Business: Cal State Fullerton report foresees a slowdown next year, but diverse industries should help cushion the blow.

October 26, 2000|DARYL STRICKLAND | TIMES STAFF WRITER

Despite a sharp drop-off in the nation's economic growth next year, Orange County's vibrant economy will slow just a tad in 2001, cushioned by increasing exports to Asia and its diverse industries, Cal State Fullerton economists said Wednesday.

Employers in the county are expected to create a strong 42,000 new payroll jobs next year--just about as many as expected this year, according to Cal State Fullerton's annual forecast.

The report says that growth in personal income, retail sales and housing values will dip next year, but only slightly. And generally, they will still outpace Southern California and the nation.

"I don't believe Orange County, given its diverse economy, will experience the same kind of sharp decline as the nation," economist Anil Puri told about 450 businesspeople who attended the forecast presentation Wednesday.

Puri's rather bullish outlook was like music to Brian Wakeman's ears. The managing partner at RAWA Enterprises, a San Clemente company that manages and renovates apartments, said: "I thought we would have more of a downturn, but I feel our economic prospects are bright."

Fred Sneddon, a vice president at Sunwest Bank in Tustin, said he and other lenders have been talking about tightening credit for commercial developers, fearing too much office construction during a period of slower growth could lead to lower rents and vacancies.

But after hearing Puri's forecast, he said: "They quelled some of those fears. I feel better about the way things are going."

Concern about the local economy has increased as signs have emerged of a national economic slowdown, particularly in the face of higher interest rates, rising energy prices and the strong dollar relative to the European Union currency, the euro.

And indeed, the Cal State Fullerton forecasters are widely projecting that the U.S. economic output--or real gross domestic product--will fall to 3.1% growth next year from the sizzling 5.1% growth expected for this year.

Nonetheless, Puri said Orange County's export industries stand to benefit from Asia's continuing economic recovery and the forthcoming membership of China to the World Trade Organization.

The forecast calls for a robust 3% job growth rate for this year and each of the next two years. By comparison, jobs in the Riverside-San Bernardino area are expected to multiply 5.3% next year. Los Angeles County's economy, where momentum has picked up lately, will garner a greater share of jobs than Orange County next year. But its growth rate will hover at a more modest rate of about 2%, according to the forecast.

Among Orange County industries, the finance, insurance and real estate group is the only one that probably will pick up its pace of hiring next year. The report also shows that the county's sprawling services sector--which includes temporary-help firms and software publishers--should maintain its momentum and once again lead the way in total new jobs.

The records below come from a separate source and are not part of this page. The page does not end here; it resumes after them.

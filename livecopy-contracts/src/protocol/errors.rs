// SPDX-License-Identifier: GPL-3.0-only

use thiserror::Error;

/// Failure of a host tool invocation or host file operation.
#[derive(Debug, Error)]
pub enum ToolError {
    #[error("`{command}` failed with exit code {code:?}: {stderr}")]
    CommandFailed {
        command: String,
        code: Option<i32>,
        stderr: String,
    },

    #[error("{context}: {source}")]
    Io {
        context: String,
        #[source]
        source: std::io::Error,
    },

    #[error("required tool not found: {0}")]
    NotFound(String),

    #[error("timed out: {0}")]
    Timeout(String),

    #[error("unsupported: {0}")]
    Unsupported(String),

    #[error("{0}")]
    Other(String),
}

impl ToolError {
    pub fn io(context: impl Into<String>, source: std::io::Error) -> Self {
        Self::Io {
            context: context.into(),
            source,
        }
    }

    pub fn other(message: impl Into<String>) -> Self {
        Self::Other(message.into())
    }
}

impl From<std::io::Error> for ToolError {
    fn from(source: std::io::Error) -> Self {
        Self::Io {
            context: "I/O error".to_string(),
            source,
        }
    }
}

#[cfg(test)]
mod tests {
    use super::*;

    #[test]
    fn command_failure_names_the_command() {
        let error = ToolError::CommandFailed {
            command: "mkfs.ext4 -L persistence /dev/sdb3".to_string(),
            code: Some(1),
            stderr: "device busy".to_string(),
        };
        let message = error.to_string();
        assert!(message.contains("mkfs.ext4 -L persistence /dev/sdb3"));
        assert!(message.contains("device busy"));
    }
}
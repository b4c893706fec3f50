// SPDX-License-Identifier: GPL-3.0-only

//! Progress markers in tool output

use std::sync::LazyLock;

use regex::Regex;

static PERCENT: LazyLock<Option<Regex>> =
    LazyLock::new(|| Regex::new(r"(\d{1,3}(?:\.\d+)?)\s*%(?:\s*done)?").ok());

static FRACTION: LazyLock<Option<Regex>> =
    LazyLock::new(|| Regex::new(r"\b(\d+)\s*/\s*(\d+)\b").ok());

pub fn compute_progress_percent(processed: u64, total: u64) -> u8 {
    if total == 0 {
        return 0;
    }

    let ratio = processed as f64 / total as f64;
    (ratio * 100.0).clamp(0.0, 100.0) as u8
}

/// Extract a percentage from a tool output line.
///
/// Understands `<n>% done`, plain `<n>%` and `<done>/<total>` counters.
pub fn parse_progress(line: &str) -> Option<u8> {
    if let Some(captures) = PERCENT.as_ref().and_then(|re| re.captures(line)) {
        let value: f64 = captures.get(1)?.as_str().parse().ok()?;
        return Some(value.clamp(0.0, 100.0) as u8);
    }

    let captures = FRACTION.as_ref().and_then(|re| re.captures(line))?;
    let done: u64 = captures.get(1)?.as_str().parse().ok()?;
    let total: u64 = captures.get(2)?.as_str().parse().ok()?;
    (total > 0).then(|| compute_progress_percent(done, total))
}

#[cfg(test)]
mod tests {
    use super::*;

    #[test]
    fn percent_markers() {
        assert_eq!(parse_progress("42% done"), Some(42));
        assert_eq!(parse_progress("Writing superblocks 7.5%"), Some(7));
        assert_eq!(parse_progress("100 % done"), Some(100));
    }

    #[test]
    fn fraction_markers() {
        assert_eq!(parse_progress("Allocating group tables: 12/48"), Some(25));
        assert_eq!(parse_progress("0/0"), None);
    }

    #[test]
    fn lines_without_markers() {
        assert_eq!(parse_progress("mke2fs 1.47.0 (5-Feb-2023)"), None);
    }

    #[test]
    fn percent_is_clamped() {
        assert_eq!(compute_progress_percent(30, 10), 100);
        assert_eq!(compute_progress_percent(5, 0), 0);
    }
}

Puri cited high tech as a major component of the county's overall payroll increases, noting in particular the strength of communication equipment makers such as Broadcom and Conexant Systems.

Cal State Fullerton's latest forecast for Orange County is somewhat more optimistic than projections made during the summer by Chapman University in Orange and some national researchers.

Esmael Adibi, head of Chapman's Anderson Center for Economic Research, said Wednesday that Cal State's new projections appeared to be consistent with what he has been seeing.

Adibi said a key question, however, is whether Orange County could boost overseas sales enough to overcome a domestic slowdown. "If it doesn't," he said, "then obviously growth in 2001 would be substantially lower than what we've seen in 1999 and 2000."

The Cal State Fullerton forecast also had good news on individual wealth.

Orange County's per capita income, projected to rise 8% this year to $36,355, is likely to increase an additional 6% in each of the next two years. The rising incomes will help spur spending in Orange County. Consumer spending, as measured by taxable sales, is expected to jump a whopping 10.5% this year and nearly 8% next year.

Higher incomes, along with the relative lack of new home building, also will push up Orange County's housing values, which are projected to climb 7% next year. That would be down from 8% this year and double-digit percentage gains in 1998 and 1999.

Rising home values have been a major source of concern to economists who fear the economy will suffer as businesses struggle to attract and retain employees.

Still, economist Radha Bhattacharya and Puri said Orange County's housing crisis is nothing like Silicon Valley's, and they noted that higher home prices alone will not stifle the county's economic growth.

"I don't think it will be a severe hindrance at this point" to the Orange County economy, said Puri, who is also dean of the university's College of Business and Economics.

John Owen III, a managing partner at Voit Commercial Brokerage in Anaheim, wasn't so confident about that assessment. While agreeing heartily with Puri's overall economic outlook, Owen viewed the county's housing situation as a more immediate problem.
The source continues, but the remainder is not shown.